Из одежды одни их личики выглядывают: бледные, каждую жилочку видно. Такое зло на фашистов начинает брать, что кажется, лучше бы не баранку автомашины, а рукоятку пулемета сжимал своими руками!..
Захотелось мне посмотреть, как упакованы мандарины. Нашел ящик, в котором щель между досок была пальца на два. Прильнул глазом. Смотрю, каждый в белую бумажку завернут. А один – без обертки лежит, ярко-оранжевый, будто золочёный. И аромат исходит необыкновенный!
Я представил себе: сколько у ребят будет радости от такого подарка. И дал комсомольское слово – доставить груз с опережением графика.
Ночь никакой опасности не предвещала. Гитлеровцы, как обычно, вели методический огонь по трассе, а вскоре и совсем притихли. Проехали мы половину пути. «Ну, – думаю, – кажется, обошлось без происшествий!» И в этот самый момент застучали наши зенитки. Откуда ни возьмись – два гитлеровских самолёта. Я газу поддал!
Слышу: из пулеметов строчат. Решил сманеврировать и поубавил скорость. Пронеслись стервятники вроде мимо, но, оказывается, так просто я не отделался от них. Слышу: опять моторами ревут.
Снова пробую маневрировать, выскочил из-под обстрела. Но на этот раз не повезло. Пулеметная очередь прошила кабину, и лобовое стекло разнесло вдребезги. Даже кусок баранки пулей отбило. Хорошо, что сам каким-то чудом уцелел.

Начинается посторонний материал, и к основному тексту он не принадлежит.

//! Main authentication service implementation

use std::sync::Arc;

use chrono::Utc;
use validator::ValidateEmail;

use crate::domain::entities::token::{
    access_token_duration, refresh_token_duration, RefreshToken, TokenPair,
};
use crate::domain::entities::user::{NewUser, UserId};
use crate::errors::{AuthError, DomainError, DomainResult};
use crate::repositories::{RefreshTokenRepository, UserRepository};
use crate::services::token::{TokenCodec, TokenIssuer};

use super::config::AuthServiceConfig;

/// Authentication service for signup and login
pub struct AuthService<U, R>
where
    U: UserRepository,
    R: RefreshTokenRepository,
{
    /// User repository for database operations
    user_repository: Arc<U>,
    /// Refresh token store written on login
    refresh_token_repository: Arc<R>,
    /// Token issuer for access and refresh tokens
    issuer: TokenIssuer,
    /// Service configuration
    config: AuthServiceConfig,
}

impl<U, R> AuthService<U, R>
where
    U: UserRepository,
    R: RefreshTokenRepository,
{
    /// Create a new authentication service
    ///
    /// # Arguments
    ///
    /// * `user_repository` - Repository for user data persistence
    /// * `refresh_token_repository` - Store for issued refresh tokens
    /// * `codec` - Codec used to sign issued tokens
    /// * `config` - Service configuration
    pub fn new(
        user_repository: Arc<U>,
        refresh_token_repository: Arc<R>,
        codec: TokenCodec,
        config: AuthServiceConfig,
    ) -> Self {
        Self {
            user_repository,
            refresh_token_repository,
            issuer: TokenIssuer::new(codec),
            config,
        }
    }

    /// Register a new user
    ///
    /// # Returns
    ///
    /// * `Ok(UserId)` - Id of the created user
    /// * `Err(DomainError::Validation)` - Bad email or empty password
    /// * `Err(AuthError::EmailAlreadyExists)` - Email is taken
    pub async fn signup(&self, email: &str, password: &str) -> DomainResult<UserId> {
        if !email.validate_email() {
            return Err(DomainError::Validation {
                message: format!("Invalid email address: {}", email),
            });
        }
        if password.is_empty() {
            return Err(DomainError::Validation {
                message: "Password must not be empty".to_string(),
            });
        }

        if self.user_repository.find_by_email(email).await?.is_some() {
            return Err(AuthError::EmailAlreadyExists.into());
        }

        let password_hash = bcrypt::hash(password, self.config.bcrypt_cost).map_err(|e| {
            tracing::error!(error = %e, "Password hashing failed");
            DomainError::Internal {
                message: "Failed to hash password".to_string(),
            }
        })?;

        let user = self
            .user_repository
            .create(NewUser {
                email: email.to_string(),
                password: password_hash,
            })
            .await?;

        tracing::info!(event = "user_registered", user_id = user.id, "Registered new user");

        Ok(user.id)
    }

    /// Log in with email and password
    ///
    /// This method:
    /// 1. Loads the user by email and checks the password
    /// 2. Issues a 2 hour access token and a 14 day refresh token
    /// 3. Stores the refresh token, replacing the user's previous one
    ///
    /// # Returns
    ///
    /// * `Ok(TokenPair)` - Access and refresh tokens
    /// * `Err(AuthError::InvalidCredentials)` - Unknown email or wrong password
    pub async fn login(&self, email: &str, password: &str) -> DomainResult<TokenPair> {
        let user = match self.user_repository.find_by_email(email).await? {
            Some(user) => user,
            None => {
                tracing::warn!(event = "login_failed", reason = "unknown_email", "Login rejected");
                return Err(AuthError::InvalidCredentials.into());
            }
        };

        // A stored hash bcrypt cannot parse counts as a mismatch
        if !bcrypt::verify(password, &user.password).unwrap_or(false) {
            tracing::warn!(
                event = "login_failed",
                reason = "bad_password",
                user_id = user.id,
                "Login rejected"
            );
            return Err(AuthError::InvalidCredentials.into());
        }

        let access_token = self.issuer.issue(&user, access_token_duration())?;
        let refresh_ttl = refresh_token_duration();
        let refresh_token = self.issuer.issue(&user, refresh_ttl)?;

        self.refresh_token_repository
            .save(RefreshToken::new(
                user.id,
                refresh_token.clone(),
                Utc::now() + refresh_ttl,
            ))
            .await?;

        tracing::info!(event = "user_logged_in", user_id = user.id, "Issued token pair");

        Ok(TokenPair::new(access_token, refresh_token))
    }
}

Попробовал рулить, машина слушается. Можно продолжать путь. Только в тридцатиградусный мороз, да ещё при встречном ветре, ехать без стекла страх как трудно! Дыхания не хватает. Стужа из глаз слезу выбивает. Словом, еле-еле добрался до места. Думал, лицо обморозил. Ничего, обошлось.
А мандарины детишкам ленинградским вовремя доставил.
Марина Кузнецова
Тысяча ёлок блокадного Деда Мороза
Геня Гурьев и Галя Щеголькова на новогодней елке для раненых детей в больнице имени К. Раухфуса. 3 января 1944 года
О праздновании самых страшных новогодий – 1942 и 1943 годов – написано пока что немного. В основном это разрозненные, фрагментарные воспоминания современников и, конечно же, каждая новая подробность вызывает большой интерес у ценителей исторических трудов о блокаде.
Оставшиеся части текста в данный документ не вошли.